- Release poster
- Directed by: Stephen Cookson
- Screenplay by: Alexis Zegerman
- Produced by: Stephen Cookson; Pippa Cross; Peter Keegan;
- Starring: Diane Keaton; Patricia Hodge; Lulu; Adil Ray; Genevieve Gaunt; Hannah Howland; Esme Lonsdale; Bill Paterson; Lawrence Chaney; Tom Stourton; Jaime Winstone; Hayley Mills; David Harewood; Boy George;
- Cinematography: David Mackie
- Edited by: William Webb
- Music by: David Newman
- Production companies: CK Films; CrossDay Productions Filmology Finance;
- Distributed by: Sky Cinema
- Release date: 1 January 2024;
- Running time: 94 minutes
- Country: United Kingdom
- Language: English

= Arthur's Whisky =

British comedy film

Arthur's Whisky is a 2024 British comedy film starring Diane Keaton, Patricia Hodge and Lulu.
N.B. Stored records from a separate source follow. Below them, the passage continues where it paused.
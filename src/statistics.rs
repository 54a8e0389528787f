//! Counts derived from an extraction result for the presentation layer.

use regex::Regex;

use crate::shared_utils::html_to_text;
use crate::types::{DocumentMetadata, ExtractionResult};

lazy_static::lazy_static! {
    static ref HEADING: Regex = Regex::new(r"(?i)<h[1-6][\s>]").unwrap();
    static ref TABLE: Regex = Regex::new(r"(?i)<table[\s>]").unwrap();
    static ref IMAGE: Regex = Regex::new(r"(?i)<img[\s>/]").unwrap();
    static ref PAGE_SECTION: Regex = Regex::new(r#"data-(?:slide|page)="\d+""#).unwrap();
    static ref BLANK_LINE: Regex = Regex::new(r"\n[ \t]*\n").unwrap();
}

/// Estimated page count from a word count.
///
/// Short documents are one page; longer ones use roughly 500 words per page,
/// and 600 once past 2000 words.
pub fn estimate_pages(word_count: usize) -> usize {
    if word_count < 100 {
        1
    } else if word_count < 2000 {
        word_count.div_ceil(500)
    } else {
        word_count.div_ceil(600)
    }
}

/// Whitespace-delimited tokens in the text form of `content`.
pub fn count_words(content: &str, is_html: bool) -> usize {
    if is_html {
        html_to_text(content).split_whitespace().count()
    } else {
        content.split_whitespace().count()
    }
}

/// Derive document statistics from a finished extraction.
pub fn compute(result: &ExtractionResult, file_size_bytes: u64) -> DocumentMetadata {
    let word_count = match (&result.plain_text, result.is_html) {
        (Some(plain), true) => plain.split_whitespace().count(),
        _ => count_words(&result.content, result.is_html),
    };

    let (page_count, section_count, table_count, image_count) = if result.is_html {
        let declared_pages = PAGE_SECTION.find_iter(&result.content).count();
        let headings = HEADING.find_iter(&result.content).count();
        let sections = if headings > 0 {
            headings
        } else {
            paragraph_breaks(result.text_content()) + 1
        };
        (
            if declared_pages > 0 { declared_pages } else { estimate_pages(word_count) },
            sections,
            TABLE.find_iter(&result.content).count(),
            IMAGE.find_iter(&result.content).count(),
        )
    } else {
        (
            estimate_pages(word_count),
            paragraph_breaks(&result.content) + 1,
            0,
            0,
        )
    };

    DocumentMetadata {
        word_count,
        page_count,
        section_count: section_count.max(1),
        table_count,
        image_count,
        extraction_method: result.method,
        file_size_bytes,
    }
}

fn paragraph_breaks(text: &str) -> usize {
    BLANK_LINE.find_iter(text.trim()).count()
}
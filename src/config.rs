use std::time::Duration;
use serde::{Deserialize, Serialize};

/// Tunables for one [`crate::Previewer`].
#[derive(Debug, Clone, Serialize, Deserialize)]
pub struct PreviewConfig {
    /// Time budget for strategies that only touch the container and XML parts
    pub strategy_timeout: Duration,
    /// Time budget for strategies that hand the bytes to a third-party library
    pub backend_timeout: Duration,
    /// Number of leading bytes the validator inspects
    pub validation_prefix_len: usize,
    pub encrypted_entropy_threshold: f64,
    pub encrypted_printable_threshold: f64,
    pub text_printable_threshold: f64,
    /// Shortest printable run the binary scanner keeps
    pub min_run_length: usize,
    /// Maximum characters of scanned or decoded plain text kept in a result
    pub max_text_chars: usize,
    /// Maximum inflated size of a single ZIP entry
    pub max_entry_size: u64,
    pub max_images: usize,
    pub max_image_size: u64,
    pub max_sheet_rows: usize,
}

impl Default for PreviewConfig {
    fn default() -> Self {
        Self {
            strategy_timeout: Duration::from_secs(15),
            backend_timeout: Duration::from_secs(30),
            validation_prefix_len: 1000,
            encrypted_entropy_threshold: 7.0,
            encrypted_printable_threshold: 0.3,
            text_printable_threshold: 0.8,
            min_run_length: 4,
            max_text_chars: 200_000,
            max_entry_size: 50 * 1024 * 1024,
            max_images: 50,
            max_image_size: 10 * 1024 * 1024,
            max_sheet_rows: 1000,
        }
    }
}

impl PreviewConfig {
    /// Start from the defaults and apply `OFFICE_PREVIEW_*` overrides.
    pub fn from_env() -> Self {
        let mut config = Self::default();
        config.apply_overrides(|key| std::env::var(key).ok());
        config
    }

    fn apply_overrides<F>(&mut self, lookup: F)
    where
        F: Fn(&str) -> Option<String>,
    {
        if let Some(ms) = parse_override::<u64>(&lookup, "OFFICE_PREVIEW_STRATEGY_TIMEOUT_MS") {
            self.strategy_timeout = Duration::from_millis(ms);
        }
        if let Some(ms) = parse_override::<u64>(&lookup, "OFFICE_PREVIEW_BACKEND_TIMEOUT_MS") {
            self.backend_timeout = Duration::from_millis(ms);
        }
        if let Some(chars) = parse_override(&lookup, "OFFICE_PREVIEW_MAX_TEXT_CHARS") {
            self.max_text_chars = chars;
        }
        if let Some(bytes) = parse_override(&lookup, "OFFICE_PREVIEW_MAX_ENTRY_SIZE") {
            self.max_entry_size = bytes;
        }
        if let Some(count) = parse_override(&lookup, "OFFICE_PREVIEW_MAX_IMAGES") {
            self.max_images = count;
        }
        if let Some(rows) = parse_override(&lookup, "OFFICE_PREVIEW_MAX_SHEET_ROWS") {
            self.max_sheet_rows = rows;
        }
    }
}

fn parse_override<T: std::str::FromStr>(
    lookup: &impl Fn(&str) -> Option<String>,
    key: &str,
) -> Option<T> {
    let raw = lookup(key)?;
    match raw.trim().parse() {
        Ok(value) => Some(value),
        Err(_) => {
            log::warn!("Ignoring invalid value {:?} for {}", raw, key);
            None
        }
    }
}

#[cfg(test)]
mod tests {
    use super::*;
    use std::collections::HashMap;

    #[test]
    fn test_defaults() {
        let config = PreviewConfig::default();
        assert_eq!(config.validation_prefix_len, 1000);
        assert_eq!(config.encrypted_entropy_threshold, 7.0);
        assert_eq!(config.min_run_length, 4);
    }

    #[test]
    fn test_overrides_apply_and_ignore_garbage() {
        let vars: HashMap<&str, &str> = [
            ("OFFICE_PREVIEW_STRATEGY_TIMEOUT_MS", "250"),
            ("OFFICE_PREVIEW_MAX_IMAGES", "not-a-number"),
            ("OFFICE_PREVIEW_MAX_SHEET_ROWS", " 20 "),
        ]
        .into_iter()
        .collect();

        let mut config = PreviewConfig::default();
        config.apply_overrides(|key| vars.get(key).map(|v| v.to_string()));

        assert_eq!(config.strategy_timeout, Duration::from_millis(250));
        assert_eq!(config.max_images, PreviewConfig::default().max_images);
        assert_eq!(config.max_sheet_rows, 20);
    }
}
It is directed and produced by Stephen Cookson from a script by Alexis Zegerman. It premiered in the UK on Sky Cinema on 1 January 2024.

==Premise==
Recently widowed Joan (Hodge) discovers that her late husband invented an Elixir of Eternal Youth and shares it with two friends Linda (Keaton) and Susan (Lulu). However, are the three women still equipped to be youthful in the modern world?

==Production==
The film is produced by Stephen Cookson and Peter Keegan at CK Films and Pippa Cross at CrossDay Productions. Cookson also directs, with the screenplay written by Alexis Zegerman. Executive producers include Jack Christian, D.J. McPherson and Leighton Lloyd.

===Casting===
Diane Keaton was linked with the film in January 2023. In May 2023, Patricia Hodge, Lulu, David Harewood as well as Lawrence Chaney and Boy George were added to the cast. Lulu helped recruit Boy George for the role whilst he was doing a residency in Las Vegas.

===Filming===
Principal photography took place in 2023 with filming locations including Walton-on-Thames, in England.

==Release==
It premiered in the UK on Sky Cinema on 1 January 2024.